▸ What is expected:
Write only the number of lines in the data that include the word "model".

Top of Information

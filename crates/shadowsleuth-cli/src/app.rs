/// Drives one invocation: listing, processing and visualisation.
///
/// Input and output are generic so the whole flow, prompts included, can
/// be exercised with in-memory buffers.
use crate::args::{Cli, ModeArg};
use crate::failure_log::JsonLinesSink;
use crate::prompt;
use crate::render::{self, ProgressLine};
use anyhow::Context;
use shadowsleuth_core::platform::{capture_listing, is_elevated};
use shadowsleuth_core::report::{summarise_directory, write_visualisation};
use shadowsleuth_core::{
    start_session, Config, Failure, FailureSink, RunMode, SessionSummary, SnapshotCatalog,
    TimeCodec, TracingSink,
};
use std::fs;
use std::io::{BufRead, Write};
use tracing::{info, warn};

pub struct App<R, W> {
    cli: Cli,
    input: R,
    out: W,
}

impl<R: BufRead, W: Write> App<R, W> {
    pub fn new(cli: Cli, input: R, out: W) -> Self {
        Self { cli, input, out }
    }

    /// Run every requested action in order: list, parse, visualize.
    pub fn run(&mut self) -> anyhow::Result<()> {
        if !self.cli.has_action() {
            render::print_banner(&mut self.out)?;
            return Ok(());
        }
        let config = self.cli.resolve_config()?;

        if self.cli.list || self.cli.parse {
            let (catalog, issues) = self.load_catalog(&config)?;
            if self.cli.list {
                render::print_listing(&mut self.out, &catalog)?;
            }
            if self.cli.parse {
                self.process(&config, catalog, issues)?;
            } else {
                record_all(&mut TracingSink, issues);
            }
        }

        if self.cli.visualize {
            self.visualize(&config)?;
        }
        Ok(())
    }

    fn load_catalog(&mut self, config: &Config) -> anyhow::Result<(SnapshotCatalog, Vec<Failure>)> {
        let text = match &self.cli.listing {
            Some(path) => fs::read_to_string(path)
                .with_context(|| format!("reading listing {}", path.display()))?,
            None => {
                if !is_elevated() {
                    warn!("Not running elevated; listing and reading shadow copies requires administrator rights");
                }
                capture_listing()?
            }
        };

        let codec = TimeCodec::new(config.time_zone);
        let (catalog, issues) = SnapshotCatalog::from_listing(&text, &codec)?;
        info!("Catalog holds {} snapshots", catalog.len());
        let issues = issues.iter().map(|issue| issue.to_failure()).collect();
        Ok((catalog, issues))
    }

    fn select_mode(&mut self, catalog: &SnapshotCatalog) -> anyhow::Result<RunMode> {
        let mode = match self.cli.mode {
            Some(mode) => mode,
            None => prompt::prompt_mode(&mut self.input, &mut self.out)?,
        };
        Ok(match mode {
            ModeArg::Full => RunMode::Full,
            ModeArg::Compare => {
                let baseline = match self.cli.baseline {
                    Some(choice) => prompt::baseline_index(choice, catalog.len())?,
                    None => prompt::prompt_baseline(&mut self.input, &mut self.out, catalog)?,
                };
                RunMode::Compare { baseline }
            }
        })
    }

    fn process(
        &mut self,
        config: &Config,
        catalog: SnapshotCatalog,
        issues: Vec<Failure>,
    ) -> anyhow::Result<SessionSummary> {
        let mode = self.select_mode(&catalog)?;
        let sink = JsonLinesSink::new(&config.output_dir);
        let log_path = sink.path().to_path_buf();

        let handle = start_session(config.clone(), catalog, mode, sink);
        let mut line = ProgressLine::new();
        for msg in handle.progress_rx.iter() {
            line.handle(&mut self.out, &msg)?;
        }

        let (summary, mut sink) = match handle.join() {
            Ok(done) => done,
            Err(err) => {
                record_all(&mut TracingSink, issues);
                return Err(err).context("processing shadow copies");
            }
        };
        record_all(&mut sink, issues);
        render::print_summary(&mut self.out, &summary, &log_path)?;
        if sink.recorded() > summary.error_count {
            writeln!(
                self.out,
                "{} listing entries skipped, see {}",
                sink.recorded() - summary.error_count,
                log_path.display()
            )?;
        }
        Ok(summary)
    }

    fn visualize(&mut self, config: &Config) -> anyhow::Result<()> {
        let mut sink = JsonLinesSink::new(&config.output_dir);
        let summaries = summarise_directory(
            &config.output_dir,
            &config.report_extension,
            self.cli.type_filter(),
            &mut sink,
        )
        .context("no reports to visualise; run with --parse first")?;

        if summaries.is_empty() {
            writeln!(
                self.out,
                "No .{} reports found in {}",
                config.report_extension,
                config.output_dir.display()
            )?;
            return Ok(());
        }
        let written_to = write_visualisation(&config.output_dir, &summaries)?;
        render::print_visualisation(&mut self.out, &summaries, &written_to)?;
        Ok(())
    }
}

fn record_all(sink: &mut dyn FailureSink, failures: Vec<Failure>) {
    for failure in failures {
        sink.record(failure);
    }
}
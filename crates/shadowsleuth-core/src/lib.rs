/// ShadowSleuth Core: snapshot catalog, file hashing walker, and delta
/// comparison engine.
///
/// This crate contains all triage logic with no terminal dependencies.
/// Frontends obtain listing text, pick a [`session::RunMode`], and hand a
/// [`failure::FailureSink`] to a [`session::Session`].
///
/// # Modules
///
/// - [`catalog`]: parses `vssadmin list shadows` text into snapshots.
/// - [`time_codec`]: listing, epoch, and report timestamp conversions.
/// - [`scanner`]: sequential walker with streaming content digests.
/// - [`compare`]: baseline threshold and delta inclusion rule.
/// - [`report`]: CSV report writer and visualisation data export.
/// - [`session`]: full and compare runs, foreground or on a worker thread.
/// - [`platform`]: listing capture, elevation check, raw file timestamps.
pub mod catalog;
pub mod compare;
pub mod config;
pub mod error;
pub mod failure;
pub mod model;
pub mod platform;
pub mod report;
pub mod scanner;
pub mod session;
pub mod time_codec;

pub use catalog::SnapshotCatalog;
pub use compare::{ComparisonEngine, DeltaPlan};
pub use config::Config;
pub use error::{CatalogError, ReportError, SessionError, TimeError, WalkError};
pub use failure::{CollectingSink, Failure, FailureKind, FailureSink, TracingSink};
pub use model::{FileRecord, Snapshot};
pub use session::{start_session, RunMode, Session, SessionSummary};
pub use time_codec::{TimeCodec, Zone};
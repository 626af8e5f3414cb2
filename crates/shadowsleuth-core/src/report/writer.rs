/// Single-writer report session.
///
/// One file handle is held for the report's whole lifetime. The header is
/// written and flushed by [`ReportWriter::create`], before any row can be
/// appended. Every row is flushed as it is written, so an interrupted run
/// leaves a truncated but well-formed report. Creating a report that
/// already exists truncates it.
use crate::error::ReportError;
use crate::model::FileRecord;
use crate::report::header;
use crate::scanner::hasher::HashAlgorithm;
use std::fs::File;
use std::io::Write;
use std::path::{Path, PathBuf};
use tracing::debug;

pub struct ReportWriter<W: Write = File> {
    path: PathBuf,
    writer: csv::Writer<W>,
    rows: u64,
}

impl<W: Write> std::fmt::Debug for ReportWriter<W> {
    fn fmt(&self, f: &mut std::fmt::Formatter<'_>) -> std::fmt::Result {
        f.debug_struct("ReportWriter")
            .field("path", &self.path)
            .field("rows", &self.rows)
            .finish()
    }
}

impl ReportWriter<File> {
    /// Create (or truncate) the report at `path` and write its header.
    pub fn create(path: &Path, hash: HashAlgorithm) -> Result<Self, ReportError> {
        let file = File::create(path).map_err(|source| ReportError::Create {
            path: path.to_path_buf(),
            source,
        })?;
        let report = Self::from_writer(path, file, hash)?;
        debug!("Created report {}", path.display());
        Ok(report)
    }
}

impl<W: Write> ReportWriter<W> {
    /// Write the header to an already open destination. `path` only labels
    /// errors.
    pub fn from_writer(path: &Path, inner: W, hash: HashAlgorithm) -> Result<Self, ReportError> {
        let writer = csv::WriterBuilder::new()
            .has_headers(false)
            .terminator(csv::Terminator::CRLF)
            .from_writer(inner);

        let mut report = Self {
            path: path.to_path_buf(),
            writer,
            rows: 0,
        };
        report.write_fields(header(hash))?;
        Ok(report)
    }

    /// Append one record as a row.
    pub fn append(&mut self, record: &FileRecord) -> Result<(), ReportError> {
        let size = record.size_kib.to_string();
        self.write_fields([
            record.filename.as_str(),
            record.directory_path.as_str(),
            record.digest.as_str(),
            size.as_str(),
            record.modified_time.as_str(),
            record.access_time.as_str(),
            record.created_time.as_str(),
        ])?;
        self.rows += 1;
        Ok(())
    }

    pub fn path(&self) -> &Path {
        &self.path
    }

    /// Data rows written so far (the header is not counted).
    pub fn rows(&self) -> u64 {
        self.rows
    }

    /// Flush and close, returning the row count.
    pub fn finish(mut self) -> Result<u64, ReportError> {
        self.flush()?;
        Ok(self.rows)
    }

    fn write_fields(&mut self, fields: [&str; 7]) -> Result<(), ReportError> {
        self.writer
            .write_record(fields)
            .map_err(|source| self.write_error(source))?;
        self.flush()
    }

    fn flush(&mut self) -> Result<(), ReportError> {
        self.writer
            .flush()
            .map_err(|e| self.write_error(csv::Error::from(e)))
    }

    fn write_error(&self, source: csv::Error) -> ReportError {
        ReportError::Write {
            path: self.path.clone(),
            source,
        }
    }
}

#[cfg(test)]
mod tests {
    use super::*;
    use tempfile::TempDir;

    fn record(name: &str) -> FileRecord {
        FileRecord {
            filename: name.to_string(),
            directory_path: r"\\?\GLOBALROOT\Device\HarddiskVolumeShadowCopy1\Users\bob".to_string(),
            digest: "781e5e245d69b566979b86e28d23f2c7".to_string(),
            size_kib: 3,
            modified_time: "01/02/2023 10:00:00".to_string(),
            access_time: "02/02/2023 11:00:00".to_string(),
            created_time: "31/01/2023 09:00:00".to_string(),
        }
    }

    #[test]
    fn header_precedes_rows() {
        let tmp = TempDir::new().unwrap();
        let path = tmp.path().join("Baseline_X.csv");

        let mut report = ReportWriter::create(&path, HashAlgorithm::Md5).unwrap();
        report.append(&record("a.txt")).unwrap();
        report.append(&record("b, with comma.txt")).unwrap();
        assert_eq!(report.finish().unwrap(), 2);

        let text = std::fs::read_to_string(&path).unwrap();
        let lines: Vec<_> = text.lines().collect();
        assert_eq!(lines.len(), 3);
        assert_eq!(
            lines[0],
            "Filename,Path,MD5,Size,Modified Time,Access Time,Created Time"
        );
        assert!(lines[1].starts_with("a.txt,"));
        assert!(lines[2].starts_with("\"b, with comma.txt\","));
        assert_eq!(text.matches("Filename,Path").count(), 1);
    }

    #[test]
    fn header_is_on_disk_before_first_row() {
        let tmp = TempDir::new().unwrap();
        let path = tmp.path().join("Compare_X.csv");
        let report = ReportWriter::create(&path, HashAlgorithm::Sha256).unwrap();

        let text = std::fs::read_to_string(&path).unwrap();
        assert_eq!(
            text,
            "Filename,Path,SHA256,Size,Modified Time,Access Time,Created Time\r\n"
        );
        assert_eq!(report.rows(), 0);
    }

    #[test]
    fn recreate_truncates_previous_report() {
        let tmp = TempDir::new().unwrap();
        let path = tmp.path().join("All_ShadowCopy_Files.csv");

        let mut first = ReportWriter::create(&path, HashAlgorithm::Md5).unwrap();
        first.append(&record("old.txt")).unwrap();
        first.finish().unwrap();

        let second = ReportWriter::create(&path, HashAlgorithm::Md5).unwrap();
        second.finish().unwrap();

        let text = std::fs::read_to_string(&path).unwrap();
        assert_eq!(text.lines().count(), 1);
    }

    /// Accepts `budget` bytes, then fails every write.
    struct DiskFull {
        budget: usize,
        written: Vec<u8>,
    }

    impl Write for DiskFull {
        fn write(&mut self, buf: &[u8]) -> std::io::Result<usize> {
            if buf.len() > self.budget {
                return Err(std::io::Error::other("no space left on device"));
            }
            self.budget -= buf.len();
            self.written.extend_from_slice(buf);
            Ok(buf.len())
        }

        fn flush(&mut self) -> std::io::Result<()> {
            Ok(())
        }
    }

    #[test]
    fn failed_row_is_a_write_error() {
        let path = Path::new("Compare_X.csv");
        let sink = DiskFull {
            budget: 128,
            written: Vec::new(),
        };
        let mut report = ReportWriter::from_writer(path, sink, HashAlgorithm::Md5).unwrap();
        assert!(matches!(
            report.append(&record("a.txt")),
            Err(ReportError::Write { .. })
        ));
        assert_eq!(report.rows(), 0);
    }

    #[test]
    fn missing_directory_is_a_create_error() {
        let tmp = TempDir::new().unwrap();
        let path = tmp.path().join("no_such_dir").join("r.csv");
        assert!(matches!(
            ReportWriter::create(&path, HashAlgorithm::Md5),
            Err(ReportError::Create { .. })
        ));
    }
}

Bottom of Information

▸ Written solution:
3